── PROVIDED ENTRIES ──
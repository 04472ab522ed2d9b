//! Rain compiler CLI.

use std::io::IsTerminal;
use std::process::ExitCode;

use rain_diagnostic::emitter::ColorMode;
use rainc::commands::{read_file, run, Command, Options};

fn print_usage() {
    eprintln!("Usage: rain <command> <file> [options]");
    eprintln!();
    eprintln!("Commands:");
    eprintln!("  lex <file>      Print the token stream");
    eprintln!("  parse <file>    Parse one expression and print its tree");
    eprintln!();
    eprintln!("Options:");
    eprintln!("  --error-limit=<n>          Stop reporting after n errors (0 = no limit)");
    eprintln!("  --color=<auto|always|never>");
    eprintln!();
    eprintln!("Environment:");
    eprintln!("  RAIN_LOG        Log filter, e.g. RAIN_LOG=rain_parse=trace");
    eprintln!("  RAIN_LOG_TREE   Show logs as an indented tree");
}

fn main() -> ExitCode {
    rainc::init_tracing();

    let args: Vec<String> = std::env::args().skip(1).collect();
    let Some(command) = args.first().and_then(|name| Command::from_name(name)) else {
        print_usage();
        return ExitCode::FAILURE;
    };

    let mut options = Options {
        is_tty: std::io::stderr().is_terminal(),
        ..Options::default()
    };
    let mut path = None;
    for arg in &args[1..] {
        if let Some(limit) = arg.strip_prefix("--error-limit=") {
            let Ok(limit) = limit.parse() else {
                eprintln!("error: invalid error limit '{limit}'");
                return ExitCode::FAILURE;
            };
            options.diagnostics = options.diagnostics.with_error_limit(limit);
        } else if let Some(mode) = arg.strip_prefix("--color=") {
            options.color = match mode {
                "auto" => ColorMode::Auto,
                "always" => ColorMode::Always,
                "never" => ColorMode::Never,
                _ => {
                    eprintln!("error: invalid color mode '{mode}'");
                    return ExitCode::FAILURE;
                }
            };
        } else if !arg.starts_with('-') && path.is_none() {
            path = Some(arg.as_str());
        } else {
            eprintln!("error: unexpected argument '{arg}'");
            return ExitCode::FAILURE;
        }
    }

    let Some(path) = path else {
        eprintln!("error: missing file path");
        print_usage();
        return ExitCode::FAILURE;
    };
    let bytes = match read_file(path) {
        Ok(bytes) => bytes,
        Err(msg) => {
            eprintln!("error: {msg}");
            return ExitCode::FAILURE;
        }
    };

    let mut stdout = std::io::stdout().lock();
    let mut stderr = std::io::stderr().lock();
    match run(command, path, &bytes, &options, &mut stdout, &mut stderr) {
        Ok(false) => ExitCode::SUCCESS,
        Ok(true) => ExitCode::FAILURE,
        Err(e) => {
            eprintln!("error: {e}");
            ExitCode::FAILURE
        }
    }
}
───
── PROVIDED ENTRIES ──
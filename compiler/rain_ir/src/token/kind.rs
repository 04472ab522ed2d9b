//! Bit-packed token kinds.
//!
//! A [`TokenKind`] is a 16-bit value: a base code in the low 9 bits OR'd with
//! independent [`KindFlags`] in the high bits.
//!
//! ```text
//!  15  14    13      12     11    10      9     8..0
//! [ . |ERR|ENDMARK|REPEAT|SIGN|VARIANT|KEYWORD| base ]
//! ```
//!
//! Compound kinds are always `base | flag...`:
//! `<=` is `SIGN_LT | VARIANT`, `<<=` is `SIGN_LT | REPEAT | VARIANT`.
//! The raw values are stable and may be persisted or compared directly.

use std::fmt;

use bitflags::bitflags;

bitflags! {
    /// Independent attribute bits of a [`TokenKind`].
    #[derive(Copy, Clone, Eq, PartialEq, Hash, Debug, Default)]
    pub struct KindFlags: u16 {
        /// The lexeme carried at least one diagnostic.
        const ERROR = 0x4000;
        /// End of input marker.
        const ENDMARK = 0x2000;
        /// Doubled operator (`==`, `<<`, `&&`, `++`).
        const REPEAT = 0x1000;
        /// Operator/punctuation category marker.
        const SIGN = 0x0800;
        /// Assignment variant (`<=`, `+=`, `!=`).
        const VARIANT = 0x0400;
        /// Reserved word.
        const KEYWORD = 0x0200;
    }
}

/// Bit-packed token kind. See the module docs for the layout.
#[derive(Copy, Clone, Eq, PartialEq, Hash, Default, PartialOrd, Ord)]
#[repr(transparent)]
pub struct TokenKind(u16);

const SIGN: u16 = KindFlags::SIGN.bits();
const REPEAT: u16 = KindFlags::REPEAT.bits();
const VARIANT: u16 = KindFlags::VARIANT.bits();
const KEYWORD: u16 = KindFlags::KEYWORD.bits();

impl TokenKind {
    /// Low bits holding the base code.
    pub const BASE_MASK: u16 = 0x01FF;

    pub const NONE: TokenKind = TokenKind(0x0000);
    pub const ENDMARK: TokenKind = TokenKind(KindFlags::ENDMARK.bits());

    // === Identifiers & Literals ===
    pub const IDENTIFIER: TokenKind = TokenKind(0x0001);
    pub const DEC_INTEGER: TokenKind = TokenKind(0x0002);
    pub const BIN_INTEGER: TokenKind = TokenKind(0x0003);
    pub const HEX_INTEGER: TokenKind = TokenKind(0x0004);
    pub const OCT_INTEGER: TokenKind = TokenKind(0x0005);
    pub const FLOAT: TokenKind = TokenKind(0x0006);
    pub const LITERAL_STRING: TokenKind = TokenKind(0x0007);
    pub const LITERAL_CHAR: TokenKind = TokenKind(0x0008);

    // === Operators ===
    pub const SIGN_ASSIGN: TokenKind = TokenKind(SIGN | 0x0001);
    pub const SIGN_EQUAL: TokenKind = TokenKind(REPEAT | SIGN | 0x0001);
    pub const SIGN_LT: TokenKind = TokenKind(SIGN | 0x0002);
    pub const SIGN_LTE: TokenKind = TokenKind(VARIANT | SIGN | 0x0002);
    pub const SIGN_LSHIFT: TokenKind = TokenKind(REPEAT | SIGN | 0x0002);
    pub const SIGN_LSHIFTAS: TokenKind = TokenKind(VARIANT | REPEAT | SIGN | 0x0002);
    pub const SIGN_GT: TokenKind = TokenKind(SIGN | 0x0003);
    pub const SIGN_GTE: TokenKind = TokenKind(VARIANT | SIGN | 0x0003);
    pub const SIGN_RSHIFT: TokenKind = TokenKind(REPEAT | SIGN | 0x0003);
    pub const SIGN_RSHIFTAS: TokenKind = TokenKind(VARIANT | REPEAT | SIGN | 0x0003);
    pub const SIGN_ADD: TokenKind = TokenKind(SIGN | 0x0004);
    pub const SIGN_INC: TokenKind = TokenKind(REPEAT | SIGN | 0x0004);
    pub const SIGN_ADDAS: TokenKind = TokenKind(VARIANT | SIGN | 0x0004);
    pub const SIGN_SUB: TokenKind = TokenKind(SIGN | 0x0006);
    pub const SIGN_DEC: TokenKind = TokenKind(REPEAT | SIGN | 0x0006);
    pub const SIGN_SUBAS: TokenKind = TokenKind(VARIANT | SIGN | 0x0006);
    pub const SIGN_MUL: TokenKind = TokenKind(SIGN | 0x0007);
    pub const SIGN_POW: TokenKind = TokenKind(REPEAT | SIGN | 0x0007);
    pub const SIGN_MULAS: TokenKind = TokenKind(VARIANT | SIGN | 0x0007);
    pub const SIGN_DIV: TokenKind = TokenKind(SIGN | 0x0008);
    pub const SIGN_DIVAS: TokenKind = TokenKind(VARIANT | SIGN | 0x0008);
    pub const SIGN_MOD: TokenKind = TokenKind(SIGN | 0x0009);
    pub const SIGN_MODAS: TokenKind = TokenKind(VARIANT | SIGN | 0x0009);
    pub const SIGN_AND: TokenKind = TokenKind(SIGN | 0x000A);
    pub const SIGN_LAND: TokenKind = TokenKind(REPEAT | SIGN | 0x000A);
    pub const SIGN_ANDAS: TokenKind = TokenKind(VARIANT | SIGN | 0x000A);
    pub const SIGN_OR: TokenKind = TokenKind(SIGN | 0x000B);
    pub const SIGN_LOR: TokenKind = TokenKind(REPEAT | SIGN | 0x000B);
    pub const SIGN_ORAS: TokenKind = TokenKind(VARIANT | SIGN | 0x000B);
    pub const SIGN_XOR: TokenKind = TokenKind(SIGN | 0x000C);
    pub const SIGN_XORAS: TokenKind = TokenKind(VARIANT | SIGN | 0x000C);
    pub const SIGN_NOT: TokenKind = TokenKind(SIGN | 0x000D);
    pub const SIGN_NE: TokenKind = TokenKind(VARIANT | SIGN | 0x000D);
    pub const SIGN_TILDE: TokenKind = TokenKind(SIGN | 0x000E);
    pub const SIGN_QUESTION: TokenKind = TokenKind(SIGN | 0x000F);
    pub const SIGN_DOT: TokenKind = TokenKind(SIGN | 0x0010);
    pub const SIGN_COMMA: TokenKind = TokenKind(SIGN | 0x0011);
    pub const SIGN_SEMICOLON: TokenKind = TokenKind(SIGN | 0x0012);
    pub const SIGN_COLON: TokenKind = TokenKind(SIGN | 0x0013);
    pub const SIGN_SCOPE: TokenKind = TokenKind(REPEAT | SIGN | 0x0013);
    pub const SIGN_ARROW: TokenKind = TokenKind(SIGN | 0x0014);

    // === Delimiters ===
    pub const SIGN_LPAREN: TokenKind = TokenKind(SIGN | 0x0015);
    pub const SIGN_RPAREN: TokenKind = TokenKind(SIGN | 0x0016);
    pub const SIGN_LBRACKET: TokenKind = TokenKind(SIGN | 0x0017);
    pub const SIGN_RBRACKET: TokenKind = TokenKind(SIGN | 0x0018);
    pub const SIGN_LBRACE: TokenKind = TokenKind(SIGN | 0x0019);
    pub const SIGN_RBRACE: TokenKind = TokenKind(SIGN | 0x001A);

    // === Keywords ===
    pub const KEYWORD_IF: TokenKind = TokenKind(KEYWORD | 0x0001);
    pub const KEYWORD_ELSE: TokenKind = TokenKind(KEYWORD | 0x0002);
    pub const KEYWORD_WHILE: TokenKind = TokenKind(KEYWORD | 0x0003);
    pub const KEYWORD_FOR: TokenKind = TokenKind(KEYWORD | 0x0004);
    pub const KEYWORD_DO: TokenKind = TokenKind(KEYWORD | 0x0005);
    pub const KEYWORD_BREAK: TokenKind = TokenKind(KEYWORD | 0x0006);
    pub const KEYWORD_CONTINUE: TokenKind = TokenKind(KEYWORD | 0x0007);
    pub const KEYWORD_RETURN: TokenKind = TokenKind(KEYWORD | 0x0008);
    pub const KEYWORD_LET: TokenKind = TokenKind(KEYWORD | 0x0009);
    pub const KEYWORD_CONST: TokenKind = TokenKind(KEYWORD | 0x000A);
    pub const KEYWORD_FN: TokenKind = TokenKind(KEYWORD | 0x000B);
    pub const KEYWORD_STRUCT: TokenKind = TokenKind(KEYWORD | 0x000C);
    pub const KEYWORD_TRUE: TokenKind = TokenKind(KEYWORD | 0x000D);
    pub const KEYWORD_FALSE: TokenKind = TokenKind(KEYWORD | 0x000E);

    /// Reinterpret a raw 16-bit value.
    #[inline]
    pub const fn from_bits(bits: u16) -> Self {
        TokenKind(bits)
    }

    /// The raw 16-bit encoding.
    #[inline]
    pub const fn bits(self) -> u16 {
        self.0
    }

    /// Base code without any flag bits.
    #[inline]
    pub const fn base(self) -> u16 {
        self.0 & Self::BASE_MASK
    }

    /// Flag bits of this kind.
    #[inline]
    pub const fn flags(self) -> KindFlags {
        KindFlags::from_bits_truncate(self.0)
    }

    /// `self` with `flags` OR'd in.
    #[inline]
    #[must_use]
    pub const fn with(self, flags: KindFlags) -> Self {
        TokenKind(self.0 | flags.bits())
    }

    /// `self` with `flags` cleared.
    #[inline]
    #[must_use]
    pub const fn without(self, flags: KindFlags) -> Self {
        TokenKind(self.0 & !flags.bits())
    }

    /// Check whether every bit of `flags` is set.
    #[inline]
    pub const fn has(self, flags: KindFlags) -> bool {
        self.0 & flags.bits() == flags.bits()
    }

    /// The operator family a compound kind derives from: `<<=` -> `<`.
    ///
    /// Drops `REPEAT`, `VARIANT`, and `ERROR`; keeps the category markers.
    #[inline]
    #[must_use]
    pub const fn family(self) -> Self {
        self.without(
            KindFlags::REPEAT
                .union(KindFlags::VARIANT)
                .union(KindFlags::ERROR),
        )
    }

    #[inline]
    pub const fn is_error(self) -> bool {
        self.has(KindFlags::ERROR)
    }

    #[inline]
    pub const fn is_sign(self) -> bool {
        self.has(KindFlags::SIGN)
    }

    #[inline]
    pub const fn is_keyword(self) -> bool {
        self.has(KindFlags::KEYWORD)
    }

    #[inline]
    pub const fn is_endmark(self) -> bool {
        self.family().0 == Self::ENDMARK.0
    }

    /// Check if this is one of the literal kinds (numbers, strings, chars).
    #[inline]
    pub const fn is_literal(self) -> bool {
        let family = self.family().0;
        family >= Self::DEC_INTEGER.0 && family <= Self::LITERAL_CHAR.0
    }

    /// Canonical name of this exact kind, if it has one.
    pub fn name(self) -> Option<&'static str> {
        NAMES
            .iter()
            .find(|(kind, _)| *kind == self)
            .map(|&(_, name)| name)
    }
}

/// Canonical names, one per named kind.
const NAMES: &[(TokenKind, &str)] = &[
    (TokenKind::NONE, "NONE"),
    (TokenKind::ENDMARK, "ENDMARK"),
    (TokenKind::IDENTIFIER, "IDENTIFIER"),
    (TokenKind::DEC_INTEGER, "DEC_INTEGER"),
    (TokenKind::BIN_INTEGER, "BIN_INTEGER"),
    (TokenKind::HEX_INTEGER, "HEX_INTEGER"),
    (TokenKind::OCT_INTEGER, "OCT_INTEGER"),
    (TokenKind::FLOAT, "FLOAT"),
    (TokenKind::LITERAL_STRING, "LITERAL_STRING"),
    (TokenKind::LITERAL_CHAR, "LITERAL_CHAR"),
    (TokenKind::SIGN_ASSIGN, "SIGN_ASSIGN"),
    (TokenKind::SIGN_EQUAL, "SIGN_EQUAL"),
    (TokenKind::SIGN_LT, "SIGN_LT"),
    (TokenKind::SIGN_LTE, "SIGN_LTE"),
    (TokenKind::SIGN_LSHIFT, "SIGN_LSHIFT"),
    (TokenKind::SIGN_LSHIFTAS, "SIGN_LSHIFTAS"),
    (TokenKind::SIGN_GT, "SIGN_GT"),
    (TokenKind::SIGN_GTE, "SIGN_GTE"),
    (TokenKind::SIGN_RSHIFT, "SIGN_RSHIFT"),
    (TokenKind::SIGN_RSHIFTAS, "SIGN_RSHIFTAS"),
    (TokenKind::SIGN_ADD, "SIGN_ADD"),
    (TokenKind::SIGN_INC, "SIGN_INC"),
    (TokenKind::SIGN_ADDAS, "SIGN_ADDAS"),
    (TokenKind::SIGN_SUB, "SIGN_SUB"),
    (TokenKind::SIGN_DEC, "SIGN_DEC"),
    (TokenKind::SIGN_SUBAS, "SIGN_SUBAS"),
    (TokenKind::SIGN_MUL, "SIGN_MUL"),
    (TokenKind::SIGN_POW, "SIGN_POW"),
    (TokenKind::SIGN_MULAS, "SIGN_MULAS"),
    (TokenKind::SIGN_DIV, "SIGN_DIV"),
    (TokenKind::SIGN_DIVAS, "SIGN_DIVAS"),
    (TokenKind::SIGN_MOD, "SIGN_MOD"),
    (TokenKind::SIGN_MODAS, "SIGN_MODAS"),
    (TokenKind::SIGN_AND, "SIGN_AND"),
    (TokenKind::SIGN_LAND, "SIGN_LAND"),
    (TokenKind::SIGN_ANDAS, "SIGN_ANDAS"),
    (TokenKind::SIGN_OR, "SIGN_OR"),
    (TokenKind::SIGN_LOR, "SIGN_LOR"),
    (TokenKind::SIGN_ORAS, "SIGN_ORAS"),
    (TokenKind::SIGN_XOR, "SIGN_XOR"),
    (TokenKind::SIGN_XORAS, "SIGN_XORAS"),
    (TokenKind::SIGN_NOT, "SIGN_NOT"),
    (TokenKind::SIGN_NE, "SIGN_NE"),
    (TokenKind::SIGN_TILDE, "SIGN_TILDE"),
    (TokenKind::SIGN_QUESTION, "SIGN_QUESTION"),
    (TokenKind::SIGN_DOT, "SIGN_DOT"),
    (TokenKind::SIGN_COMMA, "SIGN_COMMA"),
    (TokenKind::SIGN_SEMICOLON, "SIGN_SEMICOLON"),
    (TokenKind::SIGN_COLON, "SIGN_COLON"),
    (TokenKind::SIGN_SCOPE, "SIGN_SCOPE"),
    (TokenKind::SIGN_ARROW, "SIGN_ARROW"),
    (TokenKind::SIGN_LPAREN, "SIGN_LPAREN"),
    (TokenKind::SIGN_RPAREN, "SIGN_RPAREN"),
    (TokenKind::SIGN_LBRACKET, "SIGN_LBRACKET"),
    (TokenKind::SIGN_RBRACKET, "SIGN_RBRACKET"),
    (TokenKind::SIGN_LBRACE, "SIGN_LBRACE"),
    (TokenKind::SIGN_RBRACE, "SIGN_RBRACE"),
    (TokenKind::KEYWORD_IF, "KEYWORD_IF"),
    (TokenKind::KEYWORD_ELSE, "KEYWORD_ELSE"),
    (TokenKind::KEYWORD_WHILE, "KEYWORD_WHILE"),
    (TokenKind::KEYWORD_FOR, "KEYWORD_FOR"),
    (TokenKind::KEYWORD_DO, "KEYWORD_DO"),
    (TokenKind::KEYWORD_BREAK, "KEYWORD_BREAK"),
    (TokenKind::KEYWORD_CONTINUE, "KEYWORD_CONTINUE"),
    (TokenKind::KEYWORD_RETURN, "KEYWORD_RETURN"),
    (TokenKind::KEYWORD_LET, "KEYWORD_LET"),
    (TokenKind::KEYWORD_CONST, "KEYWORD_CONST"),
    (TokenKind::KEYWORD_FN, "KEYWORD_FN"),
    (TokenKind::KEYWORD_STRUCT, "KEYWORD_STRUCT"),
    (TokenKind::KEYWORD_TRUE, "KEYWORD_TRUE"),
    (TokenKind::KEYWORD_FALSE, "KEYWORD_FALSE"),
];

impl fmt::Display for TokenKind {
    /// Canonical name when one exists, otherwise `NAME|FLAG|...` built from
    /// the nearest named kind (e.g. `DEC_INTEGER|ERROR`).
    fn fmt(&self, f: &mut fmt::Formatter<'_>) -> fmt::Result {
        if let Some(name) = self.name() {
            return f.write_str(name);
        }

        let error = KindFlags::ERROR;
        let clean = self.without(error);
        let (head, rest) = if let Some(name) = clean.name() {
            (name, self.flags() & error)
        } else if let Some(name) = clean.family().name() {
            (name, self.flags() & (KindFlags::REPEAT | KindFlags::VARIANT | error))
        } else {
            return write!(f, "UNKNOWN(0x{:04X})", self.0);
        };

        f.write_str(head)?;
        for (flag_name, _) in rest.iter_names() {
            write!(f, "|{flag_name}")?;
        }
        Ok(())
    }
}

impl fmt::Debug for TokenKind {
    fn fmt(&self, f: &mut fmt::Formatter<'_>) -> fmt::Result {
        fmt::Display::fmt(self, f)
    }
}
───
- _TASK_
Reproduce all lines from the records above that include the word "ExitCode".

- _EXERCISE SOLUTION_
use std::process::ExitCode;
fn main() -> ExitCode {
        return ExitCode::FAILURE;
                return ExitCode::FAILURE;
                    return ExitCode::FAILURE;
            return ExitCode::FAILURE;
        return ExitCode::FAILURE;
            return ExitCode::FAILURE;
        Ok(false) => ExitCode::SUCCESS,
        Ok(true) => ExitCode::FAILURE,
            ExitCode::FAILURE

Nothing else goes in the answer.